岸田劉生 《麗子坐像》 1919(大正8)年 ポーラ美術館蔵 通期展示
一番魅力的だと思ったのは、岸田劉生の《麗子坐像》(ポーラ美術館蔵)ですね。あのしぼりの着物の質感たるやたまったものではないです。大正時代、劉生に触発されて、速水御舟は《京の舞妓》(東京国立博物館蔵)というすごい絵を描くんです。「革新の日本画」ということなら、この展覧会、御舟を出してほしかったところです。展覧会の趣旨には沿っていたはずで、企画者も同感だと思います。御舟はなかなか借りにくいんですよね。劉生《麗子坐像》と御舟《京の舞妓》が並んでいたら、この展覧会のメインになっていたはずです。御舟はそれまでは、質感描写、細密描写をやってなかったんですが、油絵に触発されて、それをやろうとしたわけですから。

川端玉章 《函嶺景巻》 1873(明治6)年 神奈川県立歴史博物館蔵 通期展示日 ※1カ月ごとに画面替
川端玉章の《函嶺景巻》(神奈川県立歴史博物館蔵)、あんな絵を描いていたこと、僕も知りませんでした。玉章は日本画を革新したいと思った人ではなくて、前時代からのものを受け継いで、誠実に仕事した人でした。日本画を中島来章に学び、洋画を高橋由一に学んだ。東京美術学校の教師を務め、のちに画塾、川端画学校を創設し、多くの日本画家、洋画家を輩出しました。

三瀬夏之介 《日本の絵》 2017(平成29)年 作家蔵
など展示風景 © Ken KATO
展覧会の冒頭に出てきて、これも日本画かと思わせるのが、三瀬夏之介の作品。
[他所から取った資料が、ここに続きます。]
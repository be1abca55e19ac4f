//! Process-wide serve state.

mod state;

pub use state::{
    is_serving, is_shutdown, register_server, set_serving, setup_shutdown_handler,
};
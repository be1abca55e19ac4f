//! Configuration utility functions.

use std::path::{Path, PathBuf};

/// Find config file by searching upward from `start`
///
/// Walks up parent directories until finding `config_name`.
/// Returns the path to the config file if found.
///
/// # Example
/// ```text
/// /home/user/pad/sketch/     ← start
/// /home/user/pad/livepad.toml ← found!
/// ```
pub fn find_config_file(config_name: &Path, start: &Path) -> Option<PathBuf> {
    if config_name.is_absolute() {
        return config_name.exists().then(|| config_name.to_path_buf());
    }

    let mut current = start;
    loop {
        let candidate = current.join(config_name);
        if candidate.exists() {
            return Some(candidate);
        }

        match current.parent() {
            Some(parent) => current = parent,
            None => return None,
        }
    }
}

// ============================================================================
// tests
// ============================================================================

#[cfg(test)]
mod tests {
    use super::*;
    use std::fs;
    use tempfile::TempDir;

    #[test]
    fn test_find_config_in_ancestor() {
        let dir = TempDir::new().unwrap();
        let nested = dir.path().join("a/b");
        fs::create_dir_all(&nested).unwrap();
        fs::write(dir.path().join("livepad.toml"), "").unwrap();

        let found = find_config_file(Path::new("livepad.toml"), &nested).unwrap();
        assert_eq!(found, dir.path().join("livepad.toml"));
    }

    #[test]
    fn test_find_config_absent() {
        let dir = TempDir::new().unwrap();
        assert_eq!(
            find_config_file(Path::new("livepad-missing-8a1f.toml"), dir.path()),
            None
        );
    }

    #[test]
    fn test_find_config_absolute() {
        let dir = TempDir::new().unwrap();
        let path = dir.path().join("custom.toml");
        assert_eq!(find_config_file(&path, dir.path()), None);
        fs::write(&path, "").unwrap();
        assert_eq!(find_config_file(&path, Path::new("/")), Some(path));
    }
}
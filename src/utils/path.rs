//! Path normalization utilities.

use std::path::{Path, PathBuf};

/// Normalize a file system path to absolute form.
///
/// Tries `canonicalize()` first (resolves symlinks, `.`, `..`).
/// Falls back to:
/// - Return as-is if already absolute
/// - Join with current directory if relative
#[inline]
pub fn normalize_path(path: &Path) -> PathBuf {
    path.canonicalize().unwrap_or_else(|_| {
        if path.is_absolute() {
            path.to_path_buf()
        } else {
            std::env::current_dir().map_or_else(|_| path.to_path_buf(), |cwd| cwd.join(path))
        }
    })
}

/// Expand `~` and resolve against `root` when relative.
pub fn expand_under(path: &Path, root: &Path) -> PathBuf {
    let expanded = shellexpand::tilde(&path.to_string_lossy()).into_owned();
    let path = PathBuf::from(expanded);
    let full = if path.is_relative() {
        root.join(&path)
    } else {
        path
    };
    normalize_path(&full)
}

#[cfg(test)]
mod tests {
    use super::*;

    #[test]
    fn test_normalize_absolute_missing() {
        let p = Path::new("/definitely/not/here/livepad");
        assert_eq!(normalize_path(p), p.to_path_buf());
    }

    #[test]
    fn test_expand_under_relative() {
        let root = tempfile::TempDir::new().unwrap();
        std::fs::create_dir(root.path().join("sketch")).unwrap();
        let expanded = expand_under(Path::new("sketch"), root.path());
        assert_eq!(expanded, normalize_path(&root.path().join("sketch")));
    }

    #[test]
    fn test_expand_under_absolute_kept() {
        let p = Path::new("/definitely/not/here");
        assert_eq!(expand_under(p, Path::new("/tmp")), p.to_path_buf());
    }
}
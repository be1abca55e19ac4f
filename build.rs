//! Build script for minifying the embedded editor shell JS/CSS.

use lightningcss::stylesheet::{ParserOptions, PrinterOptions, StyleSheet};
use oxc::allocator::Allocator;
use oxc::codegen::{Codegen, CodegenOptions, CommentOptions};
use oxc::mangler::MangleOptions;
use oxc::minifier::{CompressOptions, Minifier, MinifierOptions};
use oxc::parser::Parser;
use oxc::span::SourceType;
use std::fs;
use std::path::Path;

fn main() {
    let out_dir = std::env::var("OUT_DIR").unwrap();
    let out_path = Path::new(&out_dir);

    minify_js_file("src/embed/serve/shell.js", &out_path.join("shell.min.js"));
    minify_css_file("src/embed/serve/shell.css", &out_path.join("shell.min.css"));

    println!("cargo:rerun-if-changed=src/embed/serve/shell.js");
    println!("cargo:rerun-if-changed=src/embed/serve/shell.css");
    println!("cargo:rerun-if-changed=src/embed/serve/shell.html");
}

fn minify_js(source: &str) -> String {
    let allocator = Allocator::default();
    let source_type = SourceType::mjs();

    let ret = Parser::new(&allocator, source, source_type).parse();
    assert!(ret.errors.is_empty(), "Parse errors: {:?}", ret.errors);

    let mut program = ret.program;
    let options = MinifierOptions {
        mangle: Some(MangleOptions::default()),
        compress: Some(CompressOptions::smallest()),
    };
    let ret = Minifier::new(options).minify(&allocator, &mut program);

    Codegen::new()
        .with_options(CodegenOptions {
            minify: true,
            comments: CommentOptions::disabled(),
            ..CodegenOptions::default()
        })
        .with_scoping(ret.scoping)
        .build(&program)
        .code
}

fn minify_js_file(input: &str, output: &Path) {
    let source = fs::read_to_string(input).expect("Failed to read JS file");
    let code = minify_js(&source);
    fs::write(output, code).expect("Failed to write minified JS");
}

fn minify_css(source: &str) -> String {
    let stylesheet =
        StyleSheet::parse(source, ParserOptions::default()).expect("Failed to parse CSS");
    stylesheet
        .to_css(PrinterOptions {
            minify: true,
            ..Default::default()
        })
        .expect("Failed to minify CSS")
        .code
}

fn minify_css_file(input: &str, output: &Path) {
    let source = fs::read_to_string(input).expect("Failed to read CSS file");
    let code = minify_css(&source);
    fs::write(output, code).expect("Failed to write minified CSS");
}
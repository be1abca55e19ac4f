//! Server lifecycle management.

use crate::{actor::Coordinator, config::PlaygroundConfig, core::register_server, log};
use anyhow::Result;
use crossbeam::channel::{Receiver, Sender};
use std::{
    net::SocketAddr,
    sync::Arc,
    thread::{self, JoinHandle},
    time::Duration,
};
use tiny_http::Server;

/// Maximum number of port binding attempts.
const MAX_PORT_RETRIES: u16 = 10;

/// Bind to the specified interface and port, with automatic port retry.
pub fn bind_with_retry(
    interface: std::net::IpAddr,
    base_port: u16,
) -> Result<(Server, SocketAddr)> {
    let mut last_error = None;
    for offset in 0..MAX_PORT_RETRIES {
        let port = base_port.saturating_add(offset);
        let addr = SocketAddr::new(interface, port);

        match Server::http(addr) {
            Ok(server) => {
                if offset > 0 {
                    log!("serve"; "port {} in use, using {} instead", base_port, port);
                }
                return Ok((server, addr));
            }
            Err(e) => last_error = Some(e),
        }
    }
    Err(anyhow::anyhow!(
        "Failed to bind after {} attempts (ports {}-{}): {}",
        MAX_PORT_RETRIES,
        base_port,
        base_port.saturating_add(MAX_PORT_RETRIES - 1),
        last_error.map(|e| e.to_string()).unwrap_or_default()
    ))
}

/// Register server for graceful shutdown.
///
/// This registers the server with the global shutdown handler set up in main().
/// When Ctrl+C is pressed, the handler will unblock the server and notify actors.
pub fn register_server_for_shutdown(server: Arc<Server>, shutdown_tx: Sender<()>) {
    register_server(server, shutdown_tx);
}

/// Spawn the actor system on its own thread.
pub fn spawn_actors(
    config: Arc<PlaygroundConfig>,
    http_addr: SocketAddr,
    shutdown_rx: Receiver<()>,
) -> JoinHandle<()> {
    thread::spawn(move || run_actor_system(config, http_addr, shutdown_rx))
}

fn run_actor_system(
    config: Arc<PlaygroundConfig>,
    http_addr: SocketAddr,
    shutdown_rx: Receiver<()>,
) {
    let rt = match tokio::runtime::Builder::new_multi_thread()
        .worker_threads(2)
        .enable_all()
        .build()
    {
        Ok(rt) => rt,
        Err(e) => {
            log!("actor"; "failed to create tokio runtime: {}", e);
            return;
        }
    };

    rt.block_on(async {
        let coordinator = Coordinator::with_config(config)
            .with_http_addr(http_addr)
            .with_shutdown_signal(shutdown_rx);
        if let Err(e) = coordinator.run().await {
            log!("actor"; "error: {}", e);
        }
    });
}

/// Wait for actor system to shutdown gracefully (max 2 seconds).
pub fn wait_for_shutdown(handle: JoinHandle<()>) {
    for _ in 0..40 {
        if handle.is_finished() {
            let _ = handle.join();
            return;
        }
        thread::sleep(Duration::from_millis(50));
    }
}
この人は日本画をベースにしつつ、現代美術指向の強い作家です。指導者としても優れていて、今、注目すべき画家を何人も輩出している。この展覧会にも彼の門下から数人が出ていますね。

荒井経 《草虫図》 2019(令和元)年 作家蔵 通期展示
荒井経は東京藝大の保存修復の先生でもあり、しっかりした技術に裏打ちされた仕事をしています。画材、基底材についての知識は誰よりも持っています。それをもとに実直な仕事をし続けている画家ですね。

久松知子《日本の美術を埋葬する》 2014(平成26)年 Kanda & Oliveira蔵 通期展示
久松知子の作品が入ってるとは思わなかったです。《日本の美術を埋葬する》(Kanda & Oliveira蔵)はギュスターヴ・クールベ《オルナンの埋葬》(オルセー美術館蔵)を思わせる群衆図。登場するのは日本の美術界のキーパーソン。久松はこれを岩絵具とアクリルで描いているんです。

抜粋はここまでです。